The science of stress and how it’s impacting your deep sleep

The science of stress and how it’s impacting your deep sleep

Dr. Dave weighs in on the science of sleep and the path to becoming a better sleeper.

It doesn’t take a neuroscientist to understand that it’s hard to get a solid night’s sleep right now. On my journey to become a better sleeper myself and through my work as a board-certified psychiatrist with hundreds of patients with sleep issues related to trauma, I’ve found that understanding the way stress impacts our bodies and sleep can be empowering to rethink the frustrating relationship many of us have with sleep.

When we’re sleeping, we’re entering a really deep recovery state where our awareness of our physical surroundings is significantly reduced. We’re least aware of our environment around us and most vulnerable to threat during sleep. This requires our rest-and-digest, or parasympathetic activity to increase, and our fight-or-flight, or sympathetic activity, to drastically decrease, which is signaled by things around us that help us feel safe.  

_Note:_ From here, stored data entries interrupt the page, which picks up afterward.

//! PostgreSQL-backed stores.

use async_trait::async_trait;
use chrono::{DateTime, Utc};
use sqlx::{PgExecutor, PgPool};

use super::{StoreError, TokenStore, UserStore};
use crate::models::auth::{NewTokenRecord, NewUser, TokenRecord, TokenType, User};

const TOKEN_COLUMNS: &str = "id, user_id, token, token_type, created_at, updated_at, expires_at";

const USER_COLUMNS: &str = "id, email, username, password_hash, created_at, updated_at";

/// Raw `tokens` row; `token_type` is stored as text.
#[derive(Debug, sqlx::FromRow)]
struct TokenRow {
    id: i64,
    user_id: i64,
    token: String,
    token_type: String,
    created_at: DateTime<Utc>,
    updated_at: DateTime<Utc>,
    expires_at: DateTime<Utc>,
}

impl TryFrom<TokenRow> for TokenRecord {
    type Error = StoreError;

    fn try_from(row: TokenRow) -> Result<Self, Self::Error> {
        let token_type = row
            .token_type
            .parse::<TokenType>()
            .map_err(StoreError::Unavailable)?;
        Ok(TokenRecord {
            id: row.id,
            user_id: row.user_id,
            token: row.token,
            token_type,
            created_at: row.created_at,
            updated_at: row.updated_at,
            expires_at: row.expires_at,
        })
    }
}

async fn insert_token<'e>(
    executor: impl PgExecutor<'e>,
    record: &NewTokenRecord,
) -> Result<TokenRecord, StoreError> {
    let row = sqlx::query_as::<_, TokenRow>(&format!(
        "INSERT INTO tokens (user_id, token, token_type, expires_at) \
         VALUES ($1, $2, $3, $4) \
         RETURNING {TOKEN_COLUMNS}"
    ))
    .bind(record.user_id)
    .bind(&record.token)
    .bind(record.token_type.as_str())
    .bind(record.expires_at)
    .fetch_one(executor)
    .await?;
    row.try_into()
}

/// Token records in the `tokens` table.
#[derive(Clone, Debug)]
pub struct PgTokenStore {
    pool: PgPool,
}

impl PgTokenStore {
    pub fn new(pool: PgPool) -> Self {
        Self { pool }
    }
}

#[async_trait]
impl TokenStore for PgTokenStore {
    async fn create(&self, record: NewTokenRecord) -> Result<TokenRecord, StoreError> {
        insert_token(&self.pool, &record).await
    }

    async fn create_pair(
        &self,
        access: NewTokenRecord,
        refresh: NewTokenRecord,
    ) -> Result<(TokenRecord, TokenRecord), StoreError> {
        let mut tx = self.pool.begin().await?;
        let access = insert_token(&mut *tx, &access).await?;
        let refresh = insert_token(&mut *tx, &refresh).await?;
        tx.commit().await?;
        Ok((access, refresh))
    }

    async fn get_by_id(&self, id: i64) -> Result<TokenRecord, StoreError> {
        let row = sqlx::query_as::<_, TokenRow>(&format!(
            "SELECT {TOKEN_COLUMNS} FROM tokens WHERE id = $1"
        ))
        .bind(id)
        .fetch_one(&self.pool)
        .await?;
        row.try_into()
    }

    async fn latest_by_user(&self, user_id: i64) -> Result<TokenRecord, StoreError> {
        let row = sqlx::query_as::<_, TokenRow>(&format!(
            "SELECT {TOKEN_COLUMNS} FROM tokens \
             WHERE user_id = $1 \
             ORDER BY created_at DESC, id DESC \
             LIMIT 1"
        ))
        .bind(user_id)
        .fetch_one(&self.pool)
        .await?;
        row.try_into()
    }

    async fn latest_by_user_and_type(
        &self,
        user_id: i64,
        token_type: TokenType,
    ) -> Result<TokenRecord, StoreError> {
        let row = sqlx::query_as::<_, TokenRow>(&format!(
            "SELECT {TOKEN_COLUMNS} FROM tokens \
             WHERE user_id = $1 AND token_type = $2 \
             ORDER BY created_at DESC, id DESC \
             LIMIT 1"
        ))
        .bind(user_id)
        .bind(token_type.as_str())
        .fetch_one(&self.pool)
        .await?;
        row.try_into()
    }

    async fn all_by_user(&self, user_id: i64) -> Result<Vec<TokenRecord>, StoreError> {
        let rows = sqlx::query_as::<_, TokenRow>(&format!(
            "SELECT {TOKEN_COLUMNS} FROM tokens \
             WHERE user_id = $1 \
             ORDER BY created_at DESC, id DESC"
        ))
        .bind(user_id)
        .fetch_all(&self.pool)
        .await?;
        rows.into_iter().map(TokenRecord::try_from).collect()
    }

    async fn update(&self, record: &TokenRecord) -> Result<TokenRecord, StoreError> {
        let row = sqlx::query_as::<_, TokenRow>(&format!(
            "UPDATE tokens \
             SET user_id = $1, token = $2, token_type = $3, expires_at = $4, \
                 updated_at = CURRENT_TIMESTAMP \
             WHERE id = $5 \
             RETURNING {TOKEN_COLUMNS}"
        ))
        .bind(record.user_id)
        .bind(&record.token)
        .bind(record.token_type.as_str())
        .bind(record.expires_at)
        .bind(record.id)
        .fetch_one(&self.pool)
        .await?;
        row.try_into()
    }

    async fn delete(&self, id: i64) -> Result<(), StoreError> {
        let result = sqlx::query("DELETE FROM tokens WHERE id = $1")
            .bind(id)
            .execute(&self.pool)
            .await?;
        if result.rows_affected() == 0 {
            return Err(StoreError::NotFound);
        }
        Ok(())
    }

    async fn delete_all_by_user(&self, user_id: i64) -> Result<u64, StoreError> {
        let result = sqlx::query("DELETE FROM tokens WHERE user_id = $1")
            .bind(user_id)
            .execute(&self.pool)
            .await?;
        Ok(result.rows_affected())
    }
}

/// Identities in the `users` table.
#[derive(Clone, Debug)]
pub struct PgUserStore {
    pool: PgPool,
}

impl PgUserStore {
    pub fn new(pool: PgPool) -> Self {
        Self { pool }
    }
}

#[async_trait]
impl UserStore for PgUserStore {
    async fn create(&self, user: NewUser) -> Result<User, StoreError> {
        let user = sqlx::query_as::<_, User>(&format!(
            "INSERT INTO users (email, username, password_hash) \
             VALUES ($1, $2, $3) \
             RETURNING {USER_COLUMNS}"
        ))
        .bind(&user.email)
        .bind(&user.username)
        .bind(&user.password_hash)
        .fetch_one(&self.pool)
        .await?;
        Ok(user)
    }

    async fn find_by_id(&self, id: i64) -> Result<Option<User>, StoreError> {
        let user = sqlx::query_as::<_, User>(&format!(
            "SELECT {USER_COLUMNS} FROM users WHERE id = $1"
        ))
        .bind(id)
        .fetch_optional(&self.pool)
        .await?;
        Ok(user)
    }

    async fn find_by_email(&self, email: &str) -> Result<Option<User>, StoreError> {
        let user = sqlx::query_as::<_, User>(&format!(
            "SELECT {USER_COLUMNS} FROM users WHERE email = $1"
        ))
        .bind(email)
        .fetch_optional(&self.pool)
        .await?;
        Ok(user)
    }

    async fn find_by_username(&self, username: &str) -> Result<Option<User>, StoreError> {
        let user = sqlx::query_as::<_, User>(&format!(
            "SELECT {USER_COLUMNS} FROM users WHERE username = $1"
        ))
        .bind(username)
        .fetch_optional(&self.pool)
        .await?;
        Ok(user)
    }
}
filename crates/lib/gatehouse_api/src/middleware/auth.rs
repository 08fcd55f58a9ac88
//! Authentication middleware: extracts the Bearer token, verifies it and
//! checks it against the token store.

use axum::http::header::AUTHORIZATION;
use axum::{
    extract::{Request, State},
    middleware::Next,
    response::Response,
};
use gatehouse_core::auth::bearer::extract_bearer_token;
use gatehouse_core::models::auth::TokenClaims;
use tracing::debug;

use crate::AppState;
use crate::error::AppError;

/// Verified identity injected into request extensions for protected handlers.
#[derive(Debug, Clone)]
pub struct AuthenticatedUser(pub TokenClaims);

impl AuthenticatedUser {
    pub fn user_id(&self) -> i64 {
        self.0.user_id
    }
}

/// Axum middleware: extracts `Authorization: Bearer <token>`, requires a
/// live access token, and injects `AuthenticatedUser` into request
/// extensions. Any rejection short-circuits with 401 before the handler runs.
pub async fn require_auth(
    State(state): State<AppState>,
    mut request: Request,
    next: Next,
) -> Result<Response, AppError> {
    let header = request
        .headers()
        .get(AUTHORIZATION)
        .and_then(|v| v.to_str().ok());

    let token = match extract_bearer_token(header) {
        Ok(token) => token.to_owned(),
        Err(_) => {
            debug!(path = %request.uri().path(), "missing or malformed authorization header");
            return Err(AppError::Unauthorized("Unauthorized".into()));
        }
    };

    let claims = state.auth.authenticate(&token).await?;

    request.extensions_mut().insert(AuthenticatedUser(claims));

    Ok(next.run(request).await)
}
//! # gatehouse_core
//!
//! Core token lifecycle logic for Gatehouse: signed access/refresh tokens,
//! credential persistence, and the login/refresh/logout flows that tie them
//! together.

pub mod auth;
pub mod config;
pub mod migrate;
pub mod models;
pub mod store;
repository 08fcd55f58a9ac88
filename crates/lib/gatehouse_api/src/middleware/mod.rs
//! Request middleware.

pub mod auth;
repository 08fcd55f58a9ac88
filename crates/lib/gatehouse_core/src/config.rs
//! Token lifecycle configuration.

use chrono::Duration;

/// Default access token lifetime: 24 hours.
pub const DEFAULT_ACCESS_TOKEN_TTL_SECS: i64 = 24 * 60 * 60;

/// Default refresh token lifetime: 24 hours.
pub const DEFAULT_REFRESH_TOKEN_TTL_SECS: i64 = 24 * 60 * 60;

/// Longest lifetime accepted from the environment: ten years.
pub const MAX_TOKEN_TTL_SECS: i64 = 10 * 365 * 24 * 60 * 60;

/// Signing secret and token lifetimes supplied at startup.
#[derive(Clone, Debug)]
pub struct AuthConfig {
    /// HMAC signing secret. An empty secret makes every issuance fail.
    pub jwt_secret: String,
    /// Lifetime of access tokens.
    pub access_token_ttl: Duration,
    /// Lifetime of refresh tokens.
    pub refresh_token_ttl: Duration,
    /// When set, `refresh` revokes the presented refresh token and issues a new one.
    pub rotate_refresh_tokens: bool,
}

impl AuthConfig {
    /// Config with the given secret and default lifetimes.
    pub fn new(jwt_secret: impl Into<String>) -> Self {
        Self {
            jwt_secret: jwt_secret.into(),
            access_token_ttl: Duration::seconds(DEFAULT_ACCESS_TOKEN_TTL_SECS),
            refresh_token_ttl: Duration::seconds(DEFAULT_REFRESH_TOKEN_TTL_SECS),
            rotate_refresh_tokens: false,
        }
    }

    pub fn with_access_ttl(mut self, ttl: Duration) -> Self {
        self.access_token_ttl = ttl;
        self
    }

    pub fn with_refresh_ttl(mut self, ttl: Duration) -> Self {
        self.refresh_token_ttl = ttl;
        self
    }

    pub fn with_refresh_rotation(mut self, rotate: bool) -> Self {
        self.rotate_refresh_tokens = rotate;
        self
    }
}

Today, our modern-day stresses are often not truly a threat to our ability to survive through the night, despite the fact that our bodies perceive an overwhelming inbox the same way as the growling animal outside our den. Our evolutionary response to threats hasn’t adapted. We’re internalizing all threats similarly and our reaction is the same — to stay alert and prepared. Sleep makes us physically vulnerable to threats. We’re programmed to respond this way, so remember it’s not anyone’s fault. With all the chaos going on in the world around us, it’s objectively a tough time to sleep well. That said, this means that it is even more important that we have tools available to us to help us maximize our recovery whenever we can.

The importance of rebalancing our nervous system is a driver that originally led me to develop Apollo. Apollo brings the body back into balance by sending safety signals to our brains through our sense of touch, just like when a loved one giving us a hug on a bad day. It sends positive signals to our brain to remind us that we’re safe enough to drift into sleep (among other things like deep focus, calm, and making us present at the moment). It allows us to take control of our decisions from a standpoint of safety and strength, rather than fear.

But I promise it’s not hopeless. Although many of the stressors today are indeed out of our control, the way we react to the stress is in our control. And there are some low-effort ways to regain control and rebalance our nervous system, ultimately logging a much deeper night of sleep. We have the ability to signal this mind-body connection by practicing techniques that allow us to restore a sense of safety to the nervous system — like breathwork, meditation, gentle yoga, or activating our touch sensors. All of these practices activate our parasympathetic nervous system saying “Hey body, we’re safe.”

Sleep is the single most important thing that we can do to recover from stress. When we get our 6-8 hours of sleep (whatever our sweet spot for a restful sleep is) on a regular basis, we notice that we feel better during the day, get sick less often, have more energy, and are in a better mood. Here are a few helpful tips that I follow strictly to ensure I’m sleeping well:

  • I move every day. A solid sleep starts the moment I wake up. Moving for 30 mins a day lowers my stress levels, improves my focus, boosts my mood, and helps me sleep.
  • Avoiding uppers and downers throughout the day is a big one. Most of us start the day with caffeine and end the day with booze, and it doesn’t always stop there. Alcohol increases inflammation and increases cortisol production which disrupts sleep. I’ve found that wine within two hours of bed knocks my HRV down at least 20 points on average (I use Oura Ring to track).
  • I avoid drinking liquids (except a bit of water) within an hour of bed. 
  • I sleep in a cool room. This is big for me.
  • Limiting screen time and anything overly stimulating in the evening helps me unwind. 
  • A consistent bedtime improves my HRV. Our bodies love routine.
  • Our team at Apollo highlighted their favorite sleep apps and tools that work tenfold when paired with Apollo.

I consistently sleep better with my Apollo. It’s really catalyzed a change in my health – one where I prioritized recovery as much as I did productivity, and what I realized is that I worked smarter, was more efficient, and that I was happier. Here’s how I use Apollo at night:

  • I unwind from the day using Relax and Unwind while I move around getting ready for bed. I like it at 40% intensity for 30 minutes. When I’ve had an especially busy day (which is most days), I use breathwork in conjunction with Relax and Unwind on Apollo. 
  • Once I get in bed, I turn on Sleep and Renew at 60% intensity for 30 or 60 minutes. If I ever wake up in the middle of the night, I just press down both buttons on Apollo once at the same time to get back to sleep fast. 

This year, it’s so important to prioritize our mental health, and finding the key to unlocking deep sleep is an incredible way to boost your well-being. What are the fool-proof sleep tricks that have allowed you to become a better sleeper?